[Collected data entries]
---+---

//! The session: the complete mutable world for one game instance.
//!
//! A [`Session`] is the single shared resource every phase mutates. The
//! orchestrator holds exactly one handle to it for the duration of a turn
//! and persists it exactly once, at the very end of a successful run.
//! Factions and regions are ordered `Vec`s with stable ascending numbers;
//! all iteration is in that order, which is what makes turn resolution
//! deterministic.

use rand::rngs::SmallRng;
use rand::{Rng, SeedableRng};
use serde::{Deserialize, Serialize};

use crate::game::faction::Faction;
use crate::game::item::{Item, Skill};
use crate::game::region::{Direction, Region, Terrain};
use crate::game::unit::Unit;
use crate::rules::RuleSet;

/// Width of a generated world grid.
const WORLD_WIDTH: u32 = 6;
/// Height of a generated world grid.
const WORLD_HEIGHT: u32 = 6;

/// Month names for report headers.
const MONTH_NAMES: [&str; 12] = [
    "January",
    "February",
    "March",
    "April",
    "May",
    "June",
    "July",
    "August",
    "September",
    "October",
    "November",
    "December",
];

const REGION_NAMES: [&str; 12] = [
    "Asteria", "Brandel", "Caldera", "Dunmore", "Eastmarch", "Fenwick", "Gault", "Hareth",
    "Istria", "Jarrow", "Kelder", "Lorne",
];

/// Terminal state of a game.
#[derive(Debug, Clone, Copy, PartialEq, Eq, Serialize, Deserialize)]
pub enum GameStatus {
    New,
    Running,
    Finished,
}

/// The complete persisted world state for one game instance.
#[derive(Debug, Clone, PartialEq, Serialize, Deserialize)]
pub struct Session {
    pub name: String,
    /// Turns run so far; incremented once during turn pre-processing.
    pub turn: u32,
    /// Current month, 0 = January.
    pub month: u32,
    pub year: u32,
    pub status: GameStatus,
    /// World-generation seed, kept for operator reference.
    pub seed: u64,
    pub faction_seq: u32,
    pub unit_seq: u32,
    pub structure_seq: u32,
    pub factions: Vec<Faction>,
    pub regions: Vec<Region>,
}

impl Session {
    /// Generates a fresh world from a seed. The same seed always produces
    /// an identical session.
    pub fn generate(name: impl Into<String>, seed: u64, rules: &RuleSet) -> Session {
        let mut rng = SmallRng::seed_from_u64(seed);
        let mut session = Session {
            name: name.into(),
            turn: 0,
            month: 11,
            year: 0,
            status: GameStatus::New,
            seed,
            faction_seq: 0,
            unit_seq: 0,
            structure_seq: 0,
            factions: Vec::new(),
            regions: Vec::new(),
        };

        session.generate_regions(&mut rng);
        session.create_npc_factions(&mut rng);
        session.create_starting_factions(&mut rng, rules);
        session
    }

    /// A throwaway in-memory world for dry-run order checking. Never
    /// persisted.
    pub fn dummy() -> Session {
        Session {
            name: "dummy".into(),
            turn: 0,
            month: 11,
            year: 0,
            status: GameStatus::New,
            seed: 0,
            faction_seq: 0,
            unit_seq: 0,
            structure_seq: 0,
            factions: Vec::new(),
            regions: vec![Region::new(1, "Nowhere", Terrain::Plain)],
        }
    }

    fn generate_regions(&mut self, rng: &mut SmallRng) {
        let (w, h) = (WORLD_WIDTH, WORLD_HEIGHT);
        for y in 0..h {
            for x in 0..w {
                let id = y * w + x + 1;
                let border = x == 0 || y == 0 || x == w - 1 || y == h - 1;
                let terrain = if border {
                    Terrain::Ocean
                } else {
                    match rng.gen_range(0..4) {
                        0 => Terrain::Forest,
                        1 => Terrain::Mountain,
                        2 => Terrain::Swamp,
                        _ => Terrain::Plain,
                    }
                };
                let name = if terrain == Terrain::Ocean {
                    format!("Ocean ({},{})", x, y)
                } else {
                    REGION_NAMES[(id as usize) % REGION_NAMES.len()].to_string()
                };
                let mut region = Region::new(id, name, terrain);
                if !region.is_ocean() {
                    region.wealth = rng.gen_range(200..=1000);
                    region.wages = rng.gen_range(10..=15);
                    region.stock_market(Item::Grain, rng.gen_range(10..=40));
                    region.stock_market(Item::Horse, rng.gen_range(0..=5));
                }
                if y > 0 {
                    region.exits[Direction::North.index()] = Some(id - w);
                }
                if x < w - 1 {
                    region.exits[Direction::East.index()] = Some(id + 1);
                }
                if y < h - 1 {
                    region.exits[Direction::South.index()] = Some(id + w);
                }
                if x > 0 {
                    region.exits[Direction::West.index()] = Some(id - 1);
                }
                self.regions.push(region);
            }
        }
    }

    /// Seeds the guard and monster factions. Guards hold plains; monsters
    /// lurk in swamps and mountains with the hostile flag set, which is
    /// what drives per-region auto-attacks.
    fn create_npc_factions(&mut self, rng: &mut SmallRng) {
        let guards = self.new_faction("The City Guard", true);
        let monsters = self.new_faction("Wandering Beasts", true);

        for idx in 0..self.regions.len() {
            let terrain = self.regions[idx].terrain;
            match terrain {
                Terrain::Plain => {
                    let num = self.next_unit_num();
                    let mut unit = Unit::new(num, guards, "City Guard");
                    unit.men = rng.gen_range(20..=40);
                    unit.guard = true;
                    unit.add_skill_days(Skill::Combat, 90);
                    let region = &mut self.regions[idx];
                    region.guard_faction = Some(guards);
                    region.units.push(unit);
                }
                Terrain::Swamp | Terrain::Mountain => {
                    if rng.gen_range(0..3) == 0 {
                        let num = self.next_unit_num();
                        let mut unit = Unit::new(num, monsters, "Prowling Beast");
                        unit.men = rng.gen_range(3..=10);
                        unit.hostile = true;
                        self.regions[idx].units.push(unit);
                    }
                }
                _ => {}
            }
        }
    }

    fn create_starting_factions(&mut self, rng: &mut SmallRng, rules: &RuleSet) {
        let starts: Vec<usize> = self
            .regions
            .iter()
            .enumerate()
            .filter(|(_, r)| r.terrain == Terrain::Plain)
            .map(|(i, _)| i)
            .collect();

        for n in 0..rules.start_factions {
            let faction = self.new_faction(format!("Faction {}", n + 1), false);
            let num = self.next_unit_num();
            let mut unit = Unit::new(num, faction, "Founders");
            unit.men = 10;
            unit.add_item(Item::Silver, rules.start_silver);
            let idx = if starts.is_empty() {
                // Degenerate all-ocean world; drop them anywhere inland-ish.
                rng.gen_range(0..self.regions.len())
            } else {
                starts[(n as usize) % starts.len()]
            };
            self.regions[idx].units.push(unit);
        }
    }

    pub fn is_finished(&self) -> bool {
        self.status == GameStatus::Finished
    }

    /// Advances the calendar at the start of a turn.
    pub fn advance_month(&mut self) {
        self.turn += 1;
        self.month = (self.month + 1) % 12;
        if self.month == 0 {
            self.year += 1;
        }
    }

    pub fn month_name(&self) -> &'static str {
        MONTH_NAMES[(self.month as usize) % 12]
    }

    pub fn new_faction(&mut self, name: impl Into<String>, is_npc: bool) -> u32 {
        self.faction_seq += 1;
        let num = self.faction_seq;
        self.factions.push(Faction::new(num, name, is_npc));
        num
    }

    pub fn next_unit_num(&mut self) -> u32 {
        self.unit_seq += 1;
        self.unit_seq
    }

    pub fn next_structure_id(&mut self) -> u32 {
        self.structure_seq += 1;
        // Structure ids share no namespace with units; offset for legibility.
        self.structure_seq + 100
    }

    pub fn faction(&self, num: u32) -> Option<&Faction> {
        self.factions.iter().find(|f| f.num == num)
    }

    pub fn faction_mut(&mut self, num: u32) -> Option<&mut Faction> {
        self.factions.iter_mut().find(|f| f.num == num)
    }

    pub fn region(&self, id: u32) -> Option<&Region> {
        self.regions.iter().find(|r| r.id == id)
    }

    pub fn region_mut(&mut self, id: u32) -> Option<&mut Region> {
        self.regions.iter_mut().find(|r| r.id == id)
    }

    /// Index of the region containing a unit, if the unit is alive.
    pub fn unit_region(&self, unit: u32) -> Option<usize> {
        self.regions
            .iter()
            .position(|r| r.units.iter().any(|u| u.num == unit))
    }

    pub fn unit(&self, num: u32) -> Option<&Unit> {
        self.regions.iter().find_map(|r| r.unit(num))
    }

    /// Living human factions, in faction-number order.
    pub fn human_factions(&self) -> impl Iterator<Item = &Faction> {
        self.factions.iter().filter(|f| !f.is_npc && f.exists)
    }
}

---+---

**Required action:** Show each line of the data that contains the string "Skill".

**Answer to this exercise:**
use crate::game::item::{Item, Skill};
                    unit.add_skill_days(Skill::Combat, 90);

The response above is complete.